● **What is expected**: Check each line of the entries below for the string "InvoiceItems"; copy every line where it appears.

[Stored data entries]
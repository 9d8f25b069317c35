// ABOUTME: Persisted record of completed full syncs, one entry per sync target
// ABOUTME: Stored as JSON next to the mirror so `status` can report run history

use anyhow::{Context, Result};
use serde::{Deserialize, Serialize};
use std::collections::BTreeMap;
use std::path::{Path, PathBuf};
use tokio::fs;

use crate::sync::TargetStats;
use crate::tags::SyncId;

/// Last completed full sync of one target.
#[derive(Debug, Clone, PartialEq, Eq, Serialize, Deserialize)]
pub struct TargetSyncState {
    pub target: String,
    /// Run id stamped on every row the sync touched
    pub last_sync_id: String,
    pub last_sync_at: chrono::DateTime<chrono::Utc>,
    pub records_mirrored: u64,
    pub records_deleted: u64,
}

#[derive(Debug, Clone, Serialize, Deserialize)]
pub struct SyncState {
    /// Mirror database the runs were written to
    pub store_path: String,
    /// Per-target state, keyed by selector
    pub targets: BTreeMap<String, TargetSyncState>,
    /// Version of the state format for future migrations
    pub version: u32,
    pub created_at: chrono::DateTime<chrono::Utc>,
    pub updated_at: chrono::DateTime<chrono::Utc>,
}

impl SyncState {
    pub fn new(store_path: &Path) -> Self {
        let now = chrono::Utc::now();
        Self {
            store_path: store_path.display().to_string(),
            targets: BTreeMap::new(),
            version: 1,
            created_at: now,
            updated_at: now,
        }
    }

    /// Record a completed target sync.
    pub fn record(&mut self, stats: &TargetStats, sync_id: &SyncId) {
        let now = chrono::Utc::now();
        self.targets.insert(
            stats.target.selector().to_string(),
            TargetSyncState {
                target: stats.target.selector().to_string(),
                last_sync_id: sync_id.to_string(),
                last_sync_at: now,
                records_mirrored: stats.records_mirrored,
                records_deleted: stats.records_deleted,
            },
        );
        self.updated_at = now;
    }

    pub fn get(&self, selector: &str) -> Option<&TargetSyncState> {
        self.targets.get(selector)
    }

    /// Load state from a JSON file
    pub async fn load(path: &Path) -> Result<Self> {
        let contents = fs::read_to_string(path)
            .await
            .with_context(|| format!("Failed to read sync state from {:?}", path))?;
        let state: SyncState = serde_json::from_str(&contents)
            .with_context(|| format!("Failed to parse sync state from {:?}", path))?;
        Ok(state)
    }

    /// Load existing state, or start fresh when none has been written yet.
    pub async fn load_or_new(path: &Path, store_path: &Path) -> Result<Self> {
        if fs::try_exists(path).await.unwrap_or(false) {
            Self::load(path).await
        } else {
            Ok(Self::new(store_path))
        }
    }

    /// Save state to a JSON file
    pub async fn save(&self, path: &Path) -> Result<()> {
        if let Some(parent) = path.parent() {
            fs::create_dir_all(parent)
                .await
                .with_context(|| format!("Failed to create directory {:?}", parent))?;
        }

        let contents =
            serde_json::to_string_pretty(self).context("Failed to serialize sync state")?;
        fs::write(path, contents)
            .await
            .with_context(|| format!("Failed to write sync state to {:?}", path))?;
        Ok(())
    }

    /// Default state file: beside the mirror database.
    pub fn default_path(store_path: &Path) -> PathBuf {
        store_path
            .parent()
            .map(|dir| dir.join("sync-state.json"))
            .unwrap_or_else(|| PathBuf::from("sync-state.json"))
    }
}
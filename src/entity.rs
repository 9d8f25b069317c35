// ABOUTME: Entity kinds mirrored from the billing provider and the sync selectors over them
// ABOUTME: Each kind owns a store table and, for most kinds, a metadata owner tag

use std::fmt;
use std::str::FromStr;

use mirror_store::TableSpec;

use crate::error::MirrorError;

#[derive(Debug, Clone, Copy, PartialEq, Eq, Hash, PartialOrd, Ord)]
pub enum EntityKind {
    Customer,
    Card,
    Charge,
    Coupon,
    Discount,
    Dispute,
    Invoice,
    InvoiceItem,
    LineItem,
    Plan,
    Refund,
    Subscription,
    SubscriptionItem,
}

pub const CUSTOMERS: TableSpec = TableSpec::new("customers", &[]);
pub const CARDS: TableSpec = TableSpec::new("cards", &["customer"]);
pub const CHARGES: TableSpec = TableSpec::new("charges", &["customer", "invoice"]);
pub const COUPONS: TableSpec = TableSpec::new("coupons", &[]);
pub const DISCOUNTS: TableSpec = TableSpec::new(
    "discounts",
    &["owner_type", "customer", "subscription", "coupon"],
);
pub const DISPUTES: TableSpec = TableSpec::new("disputes", &["charge"]);
pub const INVOICES: TableSpec =
    TableSpec::new("invoices", &["customer", "subscription", "charge"]);
pub const INVOICE_ITEMS: TableSpec =
    TableSpec::new("invoice_items", &["customer", "invoice", "subscription"]);
pub const LINE_ITEMS: TableSpec = TableSpec::new("invoice_line_items", &["invoice", "subscription"]);
pub const PLANS: TableSpec = TableSpec::new("plans", &[]);
pub const REFUNDS: TableSpec = TableSpec::new("refunds", &["charge"]);
pub const SUBSCRIPTIONS: TableSpec = TableSpec::new("subscriptions", &["customer", "plan"]);
pub const SUBSCRIPTION_ITEMS: TableSpec =
    TableSpec::new("subscription_items", &["subscription", "plan"]);

/// Every table the mirror store must create.
pub const TABLES: [TableSpec; 13] = [
    CUSTOMERS,
    CARDS,
    CHARGES,
    COUPONS,
    DISCOUNTS,
    DISPUTES,
    INVOICES,
    INVOICE_ITEMS,
    LINE_ITEMS,
    PLANS,
    REFUNDS,
    SUBSCRIPTIONS,
    SUBSCRIPTION_ITEMS,
];

impl EntityKind {
    pub const ALL: [EntityKind; 13] = [
        EntityKind::Customer,
        EntityKind::Card,
        EntityKind::Charge,
        EntityKind::Coupon,
        EntityKind::Discount,
        EntityKind::Dispute,
        EntityKind::Invoice,
        EntityKind::InvoiceItem,
        EntityKind::LineItem,
        EntityKind::Plan,
        EntityKind::Refund,
        EntityKind::Subscription,
        EntityKind::SubscriptionItem,
    ];

    pub fn as_str(&self) -> &'static str {
        match self {
            EntityKind::Customer => "customer",
            EntityKind::Card => "card",
            EntityKind::Charge => "charge",
            EntityKind::Coupon => "coupon",
            EntityKind::Discount => "discount",
            EntityKind::Dispute => "dispute",
            EntityKind::Invoice => "invoice",
            EntityKind::InvoiceItem => "invoice_item",
            EntityKind::LineItem => "line_item",
            EntityKind::Plan => "plan",
            EntityKind::Refund => "refund",
            EntityKind::Subscription => "subscription",
            EntityKind::SubscriptionItem => "subscription_item",
        }
    }

    pub fn table(&self) -> TableSpec {
        match self {
            EntityKind::Customer => CUSTOMERS,
            EntityKind::Card => CARDS,
            EntityKind::Charge => CHARGES,
            EntityKind::Coupon => COUPONS,
            EntityKind::Discount => DISCOUNTS,
            EntityKind::Dispute => DISPUTES,
            EntityKind::Invoice => INVOICES,
            EntityKind::InvoiceItem => INVOICE_ITEMS,
            EntityKind::LineItem => LINE_ITEMS,
            EntityKind::Plan => PLANS,
            EntityKind::Refund => REFUNDS,
            EntityKind::Subscription => SUBSCRIPTIONS,
            EntityKind::SubscriptionItem => SUBSCRIPTION_ITEMS,
        }
    }

    /// Owner type tag of this kind's rows in the metadata table. Kinds the
    /// provider gives no metadata map have none.
    pub fn metadata_owner(&self) -> Option<&'static str> {
        match self {
            EntityKind::Customer => Some("customer"),
            EntityKind::Card => Some("card"),
            EntityKind::Charge => Some("charge"),
            EntityKind::Coupon => Some("coupon"),
            EntityKind::Dispute => Some("dispute"),
            EntityKind::Invoice => Some("invoice"),
            EntityKind::InvoiceItem => Some("invoice_item"),
            EntityKind::LineItem => Some("invoice_line_item"),
            EntityKind::Plan => Some("plan"),
            EntityKind::Refund => Some("refund"),
            EntityKind::Subscription => Some("subscription"),
            EntityKind::Discount | EntityKind::SubscriptionItem => None,
        }
    }
}

impl fmt::Display for EntityKind {
    fn fmt(&self, f: &mut fmt::Formatter<'_>) -> fmt::Result {
        f.write_str(self.as_str())
    }
}

impl FromStr for EntityKind {
    type Err = MirrorError;

    /// Accepts the kind name (`invoice_item`) or its table name (`invoice_items`).
    fn from_str(s: &str) -> Result<Self, Self::Err> {
        let wanted = s.trim().to_ascii_lowercase();
        EntityKind::ALL
            .into_iter()
            .find(|kind| kind.as_str() == wanted || kind.table().name == wanted)
            .ok_or_else(|| {
                MirrorError::Unsupported(format!(
                    "unknown entity kind '{}'; expected one of: {}",
                    s,
                    EntityKind::ALL
                        .iter()
                        .map(|k| k.as_str())
                        .collect::<Vec<_>>()
                        .join(", ")
                ))
            })
    }
}

/// A collection that can be fully synced on its own.
#[derive(Debug, Clone, Copy, PartialEq, Eq, Hash)]
pub enum SyncTarget {
    Charges,
    Coupons,
    Customers,
    Disputes,
    InvoiceItems,
    Invoices,
    Plans,
    Refunds,
    Subscriptions,
}

impl SyncTarget {
    pub const ALL: [SyncTarget; 9] = [
        SyncTarget::Charges,
        SyncTarget::Coupons,
        SyncTarget::Customers,
        SyncTarget::Disputes,
        SyncTarget::InvoiceItems,
        SyncTarget::Invoices,
        SyncTarget::Plans,
        SyncTarget::Refunds,
        SyncTarget::Subscriptions,
    ];

    pub fn selector(&self) -> &'static str {
        match self {
            SyncTarget::Charges => "charges",
            SyncTarget::Coupons => "coupons",
            SyncTarget::Customers => "customers",
            SyncTarget::Disputes => "disputes",
            SyncTarget::InvoiceItems => "invoice_items",
            SyncTarget::Invoices => "invoices",
            SyncTarget::Plans => "plans",
            SyncTarget::Refunds => "refunds",
            SyncTarget::Subscriptions => "subscriptions",
        }
    }

    pub fn kind(&self) -> EntityKind {
        match self {
            SyncTarget::Charges => EntityKind::Charge,
            SyncTarget::Coupons => EntityKind::Coupon,
            SyncTarget::Customers => EntityKind::Customer,
            SyncTarget::Disputes => EntityKind::Dispute,
            SyncTarget::InvoiceItems => EntityKind::InvoiceItem,
            SyncTarget::Invoices => EntityKind::Invoice,
            SyncTarget::Plans => EntityKind::Plan,
            SyncTarget::Refunds => EntityKind::Refund,
            SyncTarget::Subscriptions => EntityKind::Subscription,
        }
    }

    /// Extra list parameters; canceled subscriptions are only listed on request.
    pub fn list_filters(&self) -> &'static [(&'static str, &'static str)] {
        match self {
            SyncTarget::Subscriptions => &[("status", "all")],
            _ => &[],
        }
    }

    pub fn valid_selectors() -> String {
        SyncTarget::ALL
            .iter()
            .map(|t| t.selector())
            .collect::<Vec<_>>()
            .join(", ")
    }

    /// Resolve CLI selectors. No selectors means every target; any unknown
    /// selector rejects the whole list before work starts.
    pub fn parse_selectors<S: AsRef<str>>(selectors: &[S]) -> Result<Vec<SyncTarget>, MirrorError> {
        if selectors.is_empty() {
            return Ok(SyncTarget::ALL.to_vec());
        }

        let mut targets = Vec::new();
        let mut unknown = Vec::new();
        for selector in selectors {
            let selector = selector.as_ref();
            match selector.parse::<SyncTarget>() {
                Ok(target) if !targets.contains(&target) => targets.push(target),
                Ok(_) => {}
                Err(_) => unknown.push(selector.to_string()),
            }
        }

        if !unknown.is_empty() {
            return Err(MirrorError::UnknownSelector {
                given: unknown.join(", "),
                valid: SyncTarget::valid_selectors(),
            });
        }
        Ok(targets)
    }
}

impl fmt::Display for SyncTarget {
    fn fmt(&self, f: &mut fmt::Formatter<'_>) -> fmt::Result {
        f.write_str(self.selector())
    }
}

impl FromStr for SyncTarget {
    type Err = MirrorError;

    fn from_str(s: &str) -> Result<Self, Self::Err> {
        let wanted = s.trim().to_ascii_lowercase();
        SyncTarget::ALL
            .into_iter()
            .find(|target| target.selector() == wanted)
            .ok_or_else(|| MirrorError::UnknownSelector {
                given: s.to_string(),
                valid: SyncTarget::valid_selectors(),
            })
    }
}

● **Reply**:
    InvoiceItems,
        SyncTarget::InvoiceItems,
            SyncTarget::InvoiceItems => "invoice_items",
            SyncTarget::InvoiceItems => EntityKind::InvoiceItem,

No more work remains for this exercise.